Data items:
=-=-=-=-=
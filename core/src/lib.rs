// III-IV
// Copyright 2023 Julio Merino
//
// Licensed under the Apache License, Version 2.0 (the "License"); you may not
// use this file except in compliance with the License.  You may obtain a copy
// of the License at:
//
//     http://www.apache.org/licenses/LICENSE-2.0
//
// Unless required by applicable law or agreed to in writing, software
// distributed under the License is distributed on an "AS IS" BASIS, WITHOUT
// WARRANTIES OR CONDITIONS OF ANY KIND, either express or implied.  See the
// License for the specific language governing permissions and limitations
// under the License.

//! Shared building blocks for the rideshare service.
//!
//! The service adheres to the following layered architecture, and its crate mirrors these modules:
//!
//! 1.  `model`: This is the base layer, providing high-level data types that represent concepts in
//!     the domain of the application.  There should be no logic in here beyond validation of
//!     untrusted values.  Extensive use of the newtype pattern is strongly encouraged.
//!
//! 1.  `db`: This is the persistence layer.  Services expose free functions that take an
//!     `Executor` and issue the queries for each supported database system.
//!
//! 1.  `driver`: This is the business logic layer.  Services provide their own `Driver` type to
//!     encapsulate all of the in-memory state required by the app and to coordinate access to the
//!     database, one transaction per operation.
//!
//! 1.  `rest`: This is the HTTP layer, offering the REST APIs.  Services provide their own
//!     `axum::Router` and back every API with a data object of type `Driver`.
//!
//! 1.  `main`: This is the app launcher.  Its sole purpose is to gather configuration data from
//!     environment variables and call the `serve` function to start the application.
//!
//! There are result and error types in every layer, such as `DbResult` and `DbError`.  Errors can
//! transparently float to the top of the app using the `?` operator, being translated to HTTP
//! status codes once returned from the REST layer.

// Keep these in sync with other top-level files.
#![warn(anonymous_parameters, bad_style, clippy::missing_docs_in_private_items, missing_docs)]
#![warn(unused, unused_extern_crates, unused_import_braces, unused_qualifications)]
#![warn(unsafe_code)]

pub mod clocks;
pub mod db;
pub mod driver;
pub mod env;
pub mod model;
pub mod rest;
// III-IV
// Copyright 2023 Julio Merino
//
// Licensed under the Apache License, Version 2.0 (the "License"); you may not
// use this file except in compliance with the License.  You may obtain a copy
// of the License at:
//
//     http://www.apache.org/licenses/LICENSE-2.0
//
// Unless required by applicable law or agreed to in writing, software
// distributed under the License is distributed on an "AS IS" BASIS, WITHOUT
// WARRANTIES OR CONDITIONS OF ANY KIND, either express or implied.  See the
// License for the specific language governing permissions and limitations
// under the License.

//! The `Password` and `HashedPassword` data types.

use rideshare_core::model::{ModelError, ModelResult};
use serde::Deserialize;
use std::fmt;

/// Maximum number of bytes that bcrypt considers in a password.
const MAX_PASSWORD_LENGTH: usize = 72;

/// Work factor for the password hashes.  Tests use the minimum allowed by bcrypt to stay fast.
#[cfg(not(test))]
const HASH_COST: u32 = bcrypt::DEFAULT_COST;
#[cfg(test)]
const HASH_COST: u32 = 4;

/// An opaque type to hold a password, protecting it from leaking into logs.
#[derive(Deserialize, PartialEq)]
#[serde(try_from = "String")]
#[cfg_attr(test, derive(Clone))]
pub(crate) struct Password(String);

impl Password {
    /// Creates a new password from an untrusted string.
    pub(crate) fn new<S: Into<String>>(s: S) -> ModelResult<Self> {
        let s = s.into();
        if s.is_empty() {
            return Err(ModelError("Password cannot be empty".to_owned()));
        }
        if s.len() > MAX_PASSWORD_LENGTH {
            return Err(ModelError("Password is too long".to_owned()));
        }
        Ok(Password(s))
    }

    /// Returns a string view of the password.
    #[cfg(test)]
    pub(crate) fn as_str(&self) -> &str {
        &self.0
    }

    /// Hashes the password.  Consumes the password because there is no context in which keeping
    /// the password alive once we have generated its hash is correct.
    pub(crate) fn hash(self) -> ModelResult<HashedPassword> {
        let hashed = bcrypt::hash(self.0, HASH_COST)
            .map_err(|e| ModelError(format!("Password error: {}", e)))?;
        Ok(HashedPassword::new(hashed))
    }

    /// Verifies if this password matches a given `hash`.
    pub(crate) fn verify(self, hash: &HashedPassword) -> ModelResult<bool> {
        bcrypt::verify(self.0, hash.as_str())
            .map_err(|e| ModelError(format!("Password error: {}", e)))
    }
}

impl TryFrom<String> for Password {
    type Error = ModelError;

    fn try_from(s: String) -> ModelResult<Self> {
        Password::new(s)
    }
}

#[cfg(test)]
impl From<&'static str> for Password {
    fn from(s: &'static str) -> Self {
        Password::new(s).expect("Hardcoded passwords must be valid")
    }
}

impl fmt::Debug for Password {
    fn fmt(&self, f: &mut fmt::Formatter<'_>) -> fmt::Result {
        f.write_str("scrubbed password")
    }
}

/// An opaque type to hold a hashed password, protecting it from leaking into logs.
#[derive(Clone, PartialEq)]
pub(crate) struct HashedPassword(String);

impl HashedPassword {
    /// Creates a new hashed password from a literal string.
    pub(crate) fn new<S: Into<String>>(s: S) -> Self {
        HashedPassword(s.into())
    }

    /// Returns a string view of the hash.
    pub(crate) fn as_str(&self) -> &str {
        &self.0
    }
}

impl fmt::Debug for HashedPassword {
    fn fmt(&self, f: &mut fmt::Formatter<'_>) -> fmt::Result {
        f.write_str("scrubbed hash")
    }
}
=-=-=-=-=
What the task asks —
Reproduce only the lines above, starting at the line with "pub(crate) fn verify(self, hash: &HashedPassword)" and ending at the line with "type Error = ModelError;", exactly as written.

Expected output —
    pub(crate) fn verify(self, hash: &HashedPassword) -> ModelResult<bool> {
        bcrypt::verify(self.0, hash.as_str())
            .map_err(|e| ModelError(format!("Password error: {}", e)))
    }
}

impl TryFrom<String> for Password {
    type Error = ModelError;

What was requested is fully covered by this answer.